Wherever the line with "Ok(token_data.claims)" sits in the listing below, transcribe from it up to and including the line with "assert!(claims.is_expired());", exactly, and leave the remaining lines out.
[Start of section]
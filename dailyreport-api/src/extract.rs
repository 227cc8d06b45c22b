/// Extractors that reject with [`ApiError`]
///
/// Axum's own `Json`, `Query` and `Path` reject with plain-text bodies. These
/// wrappers run the same extraction but route failures through `ApiError`, so
/// malformed input gets the usual `{error, message, details}` body.

use axum::extract::{FromRequest, FromRequestParts};

use crate::error::ApiError;

/// JSON request body
#[derive(FromRequest)]
#[from_request(via(axum::Json), rejection(ApiError))]
pub struct AppJson<T>(pub T);

/// Query string parameters
#[derive(FromRequestParts)]
#[from_request(via(axum::extract::Query), rejection(ApiError))]
pub struct AppQuery<T>(pub T);

/// Path parameters
#[derive(FromRequestParts)]
#[from_request(via(axum::extract::Path), rejection(ApiError))]
pub struct AppPath<T>(pub T);
/// JWT token generation and validation
///
/// Tokens are signed with HS256 and carry the user ID and role. The role in
/// the token is informational: the API re-reads the stored user on every
/// request, so a demoted or deactivated account loses access immediately.
///
/// # Security
///
/// - **Algorithm**: HS256 (HMAC with SHA-256)
/// - **Expiration**: Configurable, 7 days by default
/// - **Validation**: Signature, expiration, not-before and issuer checks
/// - **Secret**: At least 32 bytes, enforced by the API configuration
///
/// # Example
///
/// ```
/// use chrono::Duration;
/// use dailyreport_shared::auth::jwt::{create_token, validate_token, Claims};
/// use dailyreport_shared::models::user::Role;
/// use uuid::Uuid;
///
/// # fn example() -> Result<(), Box<dyn std::error::Error>> {
/// let user_id = Uuid::new_v4();
/// let claims = Claims::new(user_id, Role::User, Duration::hours(1));
/// let token = create_token(&claims, "your-secret-key-at-least-32-bytes")?;
///
/// let validated = validate_token(&token, "your-secret-key-at-least-32-bytes")?;
/// assert_eq!(validated.sub, user_id);
/// # Ok(())
/// # }
/// ```

use chrono::{Duration, Utc};
use jsonwebtoken::{decode, encode, Algorithm, DecodingKey, EncodingKey, Header, Validation};
use serde::{Deserialize, Serialize};
use uuid::Uuid;

use crate::models::user::Role;

/// Issuer written to and required in every token
pub const ISSUER: &str = "dailyreport";

/// Default token lifetime
pub const DEFAULT_EXPIRATION_HOURS: i64 = 24 * 7;

/// Error type for JWT operations
#[derive(Debug, thiserror::Error)]
pub enum JwtError {
    /// Failed to create token
    #[error("Failed to create token: {0}")]
    CreateError(String),

    /// Failed to validate token
    #[error("Failed to validate token: {0}")]
    ValidationError(String),

    /// Token has expired
    #[error("Token has expired")]
    Expired,

    /// Invalid issuer
    #[error("Invalid token issuer")]
    InvalidIssuer,
}

/// JWT claims
#[derive(Debug, Clone, Serialize, Deserialize)]
pub struct Claims {
    /// Subject - User ID
    pub sub: Uuid,

    /// Issuer - Always [`ISSUER`]
    pub iss: String,

    /// Issued at (Unix timestamp)
    pub iat: i64,

    /// Expiration time (Unix timestamp)
    pub exp: i64,

    /// Not before (Unix timestamp)
    pub nbf: i64,

    /// Role at the time of issue
    pub role: Role,
}

impl Claims {
    /// Creates claims expiring `expires_in` from now
    pub fn new(user_id: Uuid, role: Role, expires_in: Duration) -> Self {
        let now = Utc::now();

        Self {
            sub: user_id,
            iss: ISSUER.to_string(),
            iat: now.timestamp(),
            exp: (now + expires_in).timestamp(),
            nbf: now.timestamp(),
            role,
        }
    }

    /// Checks if token has expired
    pub fn is_expired(&self) -> bool {
        Utc::now().timestamp() >= self.exp
    }
}

/// Signs claims into a token
pub fn create_token(claims: &Claims, secret: &str) -> Result<String, JwtError> {
    let header = Header::new(Algorithm::HS256);
    let key = EncodingKey::from_secret(secret.as_bytes());

    encode(&header, claims, &key)
        .map_err(|e| JwtError::CreateError(format!("Token encoding failed: {}", e)))
}

/// Issues a token for a user
pub fn issue_token(
    user_id: Uuid,
    role: Role,
    expiration_hours: i64,
    secret: &str,
) -> Result<String, JwtError> {
    create_token(
        &Claims::new(user_id, role, Duration::hours(expiration_hours)),
        secret,
    )
}

/// Validates a token and extracts its claims
///
/// Verifies the signature, expiration, not-before time and issuer.
pub fn validate_token(token: &str, secret: &str) -> Result<Claims, JwtError> {
    let key = DecodingKey::from_secret(secret.as_bytes());

    let mut validation = Validation::new(Algorithm::HS256);
    validation.set_issuer(&[ISSUER]);
    validation.validate_exp = true;
    validation.validate_nbf = true;

    let token_data = decode::<Claims>(token, &key, &validation).map_err(|e| match e.kind() {
        jsonwebtoken::errors::ErrorKind::ExpiredSignature => JwtError::Expired,
        jsonwebtoken::errors::ErrorKind::InvalidIssuer => JwtError::InvalidIssuer,
        _ => JwtError::ValidationError(format!("Token validation failed: {}", e)),
    })?;

    Ok(token_data.claims)
}

#[cfg(test)]
mod tests {
    use super::*;

    const SECRET: &str = "test-secret-key-at-least-32-bytes-long";

    #[test]
    fn test_claims_creation() {
        let user_id = Uuid::new_v4();
        let claims = Claims::new(user_id, Role::Admin, Duration::hours(1));

        assert_eq!(claims.sub, user_id);
        assert_eq!(claims.iss, ISSUER);
        assert_eq!(claims.role, Role::Admin);
        assert_eq!(claims.exp - claims.iat, 3600);
        assert!(!claims.is_expired());
    }

    #[test]
    fn test_create_and_validate_token() {
        let user_id = Uuid::new_v4();
        let token = issue_token(user_id, Role::User, DEFAULT_EXPIRATION_HOURS, SECRET)
            .expect("Should create token");

        let validated = validate_token(&token, SECRET).expect("Should validate token");
        assert_eq!(validated.sub, user_id);
        assert_eq!(validated.role, Role::User);
        assert_eq!(validated.iss, ISSUER);
    }

    #[test]
    fn test_validate_with_wrong_secret() {
        let token = issue_token(Uuid::new_v4(), Role::User, 1, SECRET).unwrap();
        assert!(validate_token(&token, "another-secret-key-at-least-32-bytes").is_err());
    }

    #[test]
    fn test_validate_expired_token() {
        // Well past the default leeway
        let claims = Claims::new(Uuid::new_v4(), Role::User, Duration::seconds(-3600));
        assert!(claims.is_expired());

        let token = create_token(&claims, SECRET).unwrap();
        assert!(matches!(validate_token(&token, SECRET), Err(JwtError::Expired)));
    }

    #[test]
    fn test_validate_foreign_issuer() {
        let mut claims = Claims::new(Uuid::new_v4(), Role::User, Duration::hours(1));
        claims.iss = "someone-else".to_string();

        let token = create_token(&claims, SECRET).unwrap();
        assert!(matches!(validate_token(&token, SECRET), Err(JwtError::InvalidIssuer)));
    }

    #[test]
    fn test_validate_garbage() {
        assert!(matches!(
            validate_token("not.a.token", SECRET),
            Err(JwtError::ValidationError(_))
        ));
    }
}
[End of section]
# Answer section:
    Ok(token_data.claims)
}

#[cfg(test)]
mod tests {
    use super::*;

    const SECRET: &str = "test-secret-key-at-least-32-bytes-long";

    #[test]
    fn test_claims_creation() {
        let user_id = Uuid::new_v4();
        let claims = Claims::new(user_id, Role::Admin, Duration::hours(1));

        assert_eq!(claims.sub, user_id);
        assert_eq!(claims.iss, ISSUER);
        assert_eq!(claims.role, Role::Admin);
        assert_eq!(claims.exp - claims.iat, 3600);
        assert!(!claims.is_expired());
    }

    #[test]
    fn test_create_and_validate_token() {
        let user_id = Uuid::new_v4();
        let token = issue_token(user_id, Role::User, DEFAULT_EXPIRATION_HOURS, SECRET)
            .expect("Should create token");

        let validated = validate_token(&token, SECRET).expect("Should validate token");
        assert_eq!(validated.sub, user_id);
        assert_eq!(validated.role, Role::User);
        assert_eq!(validated.iss, ISSUER);
    }

    #[test]
    fn test_validate_with_wrong_secret() {
        let token = issue_token(Uuid::new_v4(), Role::User, 1, SECRET).unwrap();
        assert!(validate_token(&token, "another-secret-key-at-least-32-bytes").is_err());
    }

    #[test]
    fn test_validate_expired_token() {
        // Well past the default leeway
        let claims = Claims::new(Uuid::new_v4(), Role::User, Duration::seconds(-3600));
        assert!(claims.is_expired());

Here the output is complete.